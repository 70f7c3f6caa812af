//! Resolve declarative species-group definitions into interval groups.

use std::path::Path;

use serde::{Deserialize, Serialize};
use thiserror::Error;
use tracing::{debug, warn};

use crate::core::types::Rank;
use crate::groups::{GroupInterval, SpeciesGroup, SpeciesGroups};
use crate::matching::classifier::{Classification, Classifier, MatchOptions};

#[derive(Error, Debug)]
pub enum GroupError {
    #[error("Failed to read species groups: {0}")]
    ReadError(#[from] std::io::Error),

    #[error("Failed to parse species groups: {0}")]
    ParseError(#[from] serde_json::Error),

    #[error("Unknown rank '{rank}' for species group '{group}'")]
    UnknownRank { group: String, rank: String },
}

/// A species group as configured: taxon names to include and to carve out
#[derive(Debug, Clone, PartialEq, Eq, Serialize, Deserialize)]
pub struct GroupDefinition {
    pub name: String,
    pub rank: String,
    #[serde(default)]
    pub included: Vec<String>,
    #[serde(default)]
    pub excluded: Vec<String>,
    #[serde(default, skip_serializing_if = "Option::is_none")]
    pub parent: Option<String>,
}

/// The species-group definitions compiled into the binary
///
/// # Errors
///
/// Returns `GroupError::ParseError` if the embedded definitions are malformed.
pub fn embedded_definitions() -> Result<Vec<GroupDefinition>, GroupError> {
    // Validated at compile time by build.rs
    const EMBEDDED_GROUPS: &str = include_str!("../../taxonomy/species_groups.json");
    Ok(serde_json::from_str(EMBEDDED_GROUPS)?)
}

/// Load species-group definitions from a JSON file
///
/// # Errors
///
/// Returns `GroupError` if the file cannot be read or parsed.
pub fn load_definitions(path: &Path) -> Result<Vec<GroupDefinition>, GroupError> {
    let content = std::fs::read_to_string(path)?;
    Ok(serde_json::from_str(&content)?)
}

/// Resolve every definition's taxon names to tree intervals.
///
/// Exclusions are emitted before inclusions. A name the classifier cannot
/// resolve becomes an empty interval and a warning, so one bad entry does not
/// prevent the others from loading.
///
/// # Errors
///
/// Returns `GroupError::UnknownRank` if a definition names an unknown rank.
pub fn build(
    definitions: &[GroupDefinition],
    classifier: &dyn Classifier,
) -> Result<SpeciesGroups, GroupError> {
    let mut groups = Vec::with_capacity(definitions.len());

    for definition in definitions {
        let rank = Rank::parse(&definition.rank).ok_or_else(|| GroupError::UnknownRank {
            group: definition.name.clone(),
            rank: definition.rank.clone(),
        })?;

        let intervals = definition
            .excluded
            .iter()
            .map(|name| (name, false))
            .chain(definition.included.iter().map(|name| (name, true)))
            .map(|(name, included)| resolve_interval(&definition.name, name, included, classifier))
            .collect();

        let mut group = SpeciesGroup::new(&definition.name, rank, intervals);
        group.parent.clone_from(&definition.parent);
        groups.push(group);
    }

    debug!("Built {} species groups", groups.len());
    Ok(SpeciesGroups::new(groups))
}

fn resolve_interval(
    group: &str,
    name: &str,
    included: bool,
    classifier: &dyn Classifier,
) -> GroupInterval {
    let query = Classification::named(name, None);
    let found = match classifier.search(&query, &MatchOptions::strict()) {
        Ok(m) if m.valid => m.left.zip(m.right),
        Ok(_) => None,
        Err(e) => {
            warn!("Species group '{group}': lookup of '{name}' failed: {e}");
            None
        }
    };

    if let Some((left, right)) = found {
        GroupInterval::new(left, right, included)
    } else {
        warn!("Species group '{group}': could not resolve '{name}'");
        GroupInterval::new(0, 0, false)
    }
}

#[cfg(test)]
mod tests {
    use super::*;
    use crate::core::search::LocationSearch;
    use crate::core::taxon::TaxonConcept;
    use crate::matching::classifier::{
        AutocompleteEntry, ClassifierError, ClassifierMatch, MatchEvidence,
    };

    /// Knows two nested taxa by name
    struct TwoTaxa;

    impl Classifier for TwoTaxa {
        fn search(
            &self,
            classification: &Classification,
            _options: &MatchOptions,
        ) -> Result<ClassifierMatch, ClassifierError> {
            let concept = match classification.scientific_name.as_deref() {
                Some("Aves") => TaxonConcept::new("A", "Aves", Rank::Class).with_position(100, 400),
                Some("Passeriformes") => {
                    TaxonConcept::new("P", "Passeriformes", Rank::Order).with_position(150, 250)
                }
                Some("Broken") => return Err(ClassifierError::Index("down".to_string())),
                _ => return Ok(ClassifierMatch::invalid()),
            };
            Ok(ClassifierMatch::found(concept, None, MatchEvidence::Exact))
        }

        fn search_by_id(&self, _id: &str) -> Result<ClassifierMatch, ClassifierError> {
            Ok(ClassifierMatch::invalid())
        }

        fn search_vernacular(
            &self,
            _name: &str,
            _options: &MatchOptions,
        ) -> Result<ClassifierMatch, ClassifierError> {
            Ok(ClassifierMatch::invalid())
        }

        fn check_location(&self, _location: &LocationSearch) -> Result<(), ClassifierError> {
            Ok(())
        }

        fn check(&self, _name: &str, _rank: Option<Rank>) -> Result<Option<bool>, ClassifierError> {
            Ok(None)
        }

        fn autocomplete(
            &self,
            _prefix: &str,
            _max: usize,
            _include_synonyms: bool,
        ) -> Result<Vec<AutocompleteEntry>, ClassifierError> {
            Ok(Vec::new())
        }

        fn vernacular_names(&self, _taxon_id: &str, _max: usize) -> Result<Vec<String>, ClassifierError> {
            Ok(Vec::new())
        }
    }

    fn definition(name: &str, included: &[&str], excluded: &[&str]) -> GroupDefinition {
        GroupDefinition {
            name: name.to_string(),
            rank: "class".to_string(),
            included: included.iter().map(|s| (*s).to_string()).collect(),
            excluded: excluded.iter().map(|s| (*s).to_string()).collect(),
            parent: None,
        }
    }

    #[test]
    fn test_exclusions_come_first() {
        let groups = build(
            &[definition("Non-passerines", &["Aves"], &["Passeriformes"])],
            &TwoTaxa,
        )
        .unwrap();

        let group = groups.get("Non-passerines").unwrap();
        assert_eq!(
            group.intervals,
            vec![
                GroupInterval::new(150, 250, false),
                GroupInterval::new(100, 400, true),
            ]
        );
        assert!(group.is_part_of(120));
        assert!(!group.is_part_of(200));
    }

    #[test]
    fn test_unresolved_names_become_empty_intervals() {
        let groups = build(&[definition("Odd", &["Nonexistent", "Broken"], &[])], &TwoTaxa).unwrap();
        let group = groups.get("Odd").unwrap();
        assert_eq!(group.intervals.len(), 2);
        assert!(group
            .intervals
            .iter()
            .all(|i| i.left == 0 && i.right == 0 && !i.included));
        assert!(!group.is_part_of(0));
    }

    #[test]
    fn test_unknown_rank_is_an_error() {
        let mut bad = definition("Bad", &["Aves"], &[]);
        bad.rank = "clade".to_string();
        assert!(matches!(
            build(&[bad], &TwoTaxa),
            Err(GroupError::UnknownRank { .. })
        ));
    }

    #[test]
    fn test_embedded_definitions_parse() {
        let definitions = embedded_definitions().unwrap();
        assert!(!definitions.is_empty());
        assert!(definitions.iter().all(|d| Rank::parse(&d.rank).is_some()));
    }
}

• **Exercise aim**
Nothing in the material above may be skipped, so reproduce it all exactly.

• **Exercise answer**
repository 70f7c3f6caa812af
//! Resolve declarative species-group definitions into interval groups.

use std::path::Path;

use serde::{Deserialize, Serialize};
use thiserror::Error;
use tracing::{debug, warn};

use crate::core::types::Rank;
use crate::groups::{GroupInterval, SpeciesGroup, SpeciesGroups};
use crate::matching::classifier::{Classification, Classifier, MatchOptions};

#[derive(Error, Debug)]
pub enum GroupError {
    #[error("Failed to read species groups: {0}")]
    ReadError(#[from] std::io::Error),

    #[error("Failed to parse species groups: {0}")]
    ParseError(#[from] serde_json::Error),

    #[error("Unknown rank '{rank}' for species group '{group}'")]
    UnknownRank { group: String, rank: String },
}

/// A species group as configured: taxon names to include and to carve out
#[derive(Debug, Clone, PartialEq, Eq, Serialize, Deserialize)]
pub struct GroupDefinition {
    pub name: String,
    pub rank: String,
    #[serde(default)]
    pub included: Vec<String>,
    #[serde(default)]
    pub excluded: Vec<String>,
    #[serde(default, skip_serializing_if = "Option::is_none")]
    pub parent: Option<String>,
}

/// The species-group definitions compiled into the binary
///
/// # Errors
///
/// Returns `GroupError::ParseError` if the embedded definitions are malformed.
pub fn embedded_definitions() -> Result<Vec<GroupDefinition>, GroupError> {
    // Validated at compile time by build.rs
    const EMBEDDED_GROUPS: &str = include_str!("../../taxonomy/species_groups.json");
    Ok(serde_json::from_str(EMBEDDED_GROUPS)?)
}

/// Load species-group definitions from a JSON file
///
/// # Errors
///
/// Returns `GroupError` if the file cannot be read or parsed.
pub fn load_definitions(path: &Path) -> Result<Vec<GroupDefinition>, GroupError> {
    let content = std::fs::read_to_string(path)?;
    Ok(serde_json::from_str(&content)?)
}

/// Resolve every definition's taxon names to tree intervals.
///
/// Exclusions are emitted before inclusions. A name the classifier cannot
/// resolve becomes an empty interval and a warning, so one bad entry does not
/// prevent the others from loading.
///
/// # Errors
///
/// Returns `GroupError::UnknownRank` if a definition names an unknown rank.
pub fn build(
    definitions: &[GroupDefinition],
    classifier: &dyn Classifier,
) -> Result<SpeciesGroups, GroupError> {
    let mut groups = Vec::with_capacity(definitions.len());

    for definition in definitions {
        let rank = Rank::parse(&definition.rank).ok_or_else(|| GroupError::UnknownRank {
            group: definition.name.clone(),
            rank: definition.rank.clone(),
        })?;

        let intervals = definition
            .excluded
            .iter()
            .map(|name| (name, false))
            .chain(definition.included.iter().map(|name| (name, true)))
            .map(|(name, included)| resolve_interval(&definition.name, name, included, classifier))
            .collect();

        let mut group = SpeciesGroup::new(&definition.name, rank, intervals);
        group.parent.clone_from(&definition.parent);
        groups.push(group);
    }

    debug!("Built {} species groups", groups.len());
    Ok(SpeciesGroups::new(groups))
}

fn resolve_interval(
    group: &str,
    name: &str,
    included: bool,
    classifier: &dyn Classifier,
) -> GroupInterval {
    let query = Classification::named(name, None);
    let found = match classifier.search(&query, &MatchOptions::strict()) {
        Ok(m) if m.valid => m.left.zip(m.right),
        Ok(_) => None,
        Err(e) => {
            warn!("Species group '{group}': lookup of '{name}' failed: {e}");
            None
        }
    };

    if let Some((left, right)) = found {
        GroupInterval::new(left, right, included)
    } else {
        warn!("Species group '{group}': could not resolve '{name}'");
        GroupInterval::new(0, 0, false)
    }
}

#[cfg(test)]
mod tests {
    use super::*;
    use crate::core::search::LocationSearch;
    use crate::core::taxon::TaxonConcept;
    use crate::matching::classifier::{
        AutocompleteEntry, ClassifierError, ClassifierMatch, MatchEvidence,
    };

    /// Knows two nested taxa by name
    struct TwoTaxa;

    impl Classifier for TwoTaxa {
        fn search(
            &self,
            classification: &Classification,
            _options: &MatchOptions,
        ) -> Result<ClassifierMatch, ClassifierError> {
            let concept = match classification.scientific_name.as_deref() {
                Some("Aves") => TaxonConcept::new("A", "Aves", Rank::Class).with_position(100, 400),
                Some("Passeriformes") => {
                    TaxonConcept::new("P", "Passeriformes", Rank::Order).with_position(150, 250)
                }
                Some("Broken") => return Err(ClassifierError::Index("down".to_string())),
                _ => return Ok(ClassifierMatch::invalid()),
            };
            Ok(ClassifierMatch::found(concept, None, MatchEvidence::Exact))
        }

        fn search_by_id(&self, _id: &str) -> Result<ClassifierMatch, ClassifierError> {
            Ok(ClassifierMatch::invalid())
        }

        fn search_vernacular(
            &self,
            _name: &str,
            _options: &MatchOptions,
        ) -> Result<ClassifierMatch, ClassifierError> {
            Ok(ClassifierMatch::invalid())
        }

        fn check_location(&self, _location: &LocationSearch) -> Result<(), ClassifierError> {
            Ok(())
        }

        fn check(&self, _name: &str, _rank: Option<Rank>) -> Result<Option<bool>, ClassifierError> {
            Ok(None)
        }

        fn autocomplete(
            &self,
            _prefix: &str,
            _max: usize,
            _include_synonyms: bool,
        ) -> Result<Vec<AutocompleteEntry>, ClassifierError> {
            Ok(Vec::new())
        }

        fn vernacular_names(&self, _taxon_id: &str, _max: usize) -> Result<Vec<String>, ClassifierError> {
            Ok(Vec::new())
        }
    }

    fn definition(name: &str, included: &[&str], excluded: &[&str]) -> GroupDefinition {
        GroupDefinition {
            name: name.to_string(),
            rank: "class".to_string(),
            included: included.iter().map(|s| (*s).to_string()).collect(),
            excluded: excluded.iter().map(|s| (*s).to_string()).collect(),
            parent: None,
        }
    }

    #[test]
    fn test_exclusions_come_first() {
        let groups = build(
            &[definition("Non-passerines", &["Aves"], &["Passeriformes"])],
            &TwoTaxa,
        )
        .unwrap();

        let group = groups.get("Non-passerines").unwrap();
        assert_eq!(
            group.intervals,
            vec![
                GroupInterval::new(150, 250, false),
                GroupInterval::new(100, 400, true),
            ]
        );
        assert!(group.is_part_of(120));
        assert!(!group.is_part_of(200));
    }

    #[test]
    fn test_unresolved_names_become_empty_intervals() {
        let groups = build(&[definition("Odd", &["Nonexistent", "Broken"], &[])], &TwoTaxa).unwrap();
        let group = groups.get("Odd").unwrap();
        assert_eq!(group.intervals.len(), 2);
        assert!(group
            .intervals
            .iter()
            .all(|i| i.left == 0 && i.right == 0 && !i.included));
        assert!(!group.is_part_of(0));
    }

    #[test]
    fn test_unknown_rank_is_an_error() {
        let mut bad = definition("Bad", &["Aves"], &[]);
        bad.rank = "clade".to_string();
        assert!(matches!(
            build(&[bad], &TwoTaxa),
            Err(GroupError::UnknownRank { .. })
        ));
    }

    #[test]
    fn test_embedded_definitions_parse() {
        let definitions = embedded_definitions().unwrap();
        assert!(!definitions.is_empty());
        assert!(definitions.iter().all(|d| Rank::parse(&d.rank).is_some()));
    }
}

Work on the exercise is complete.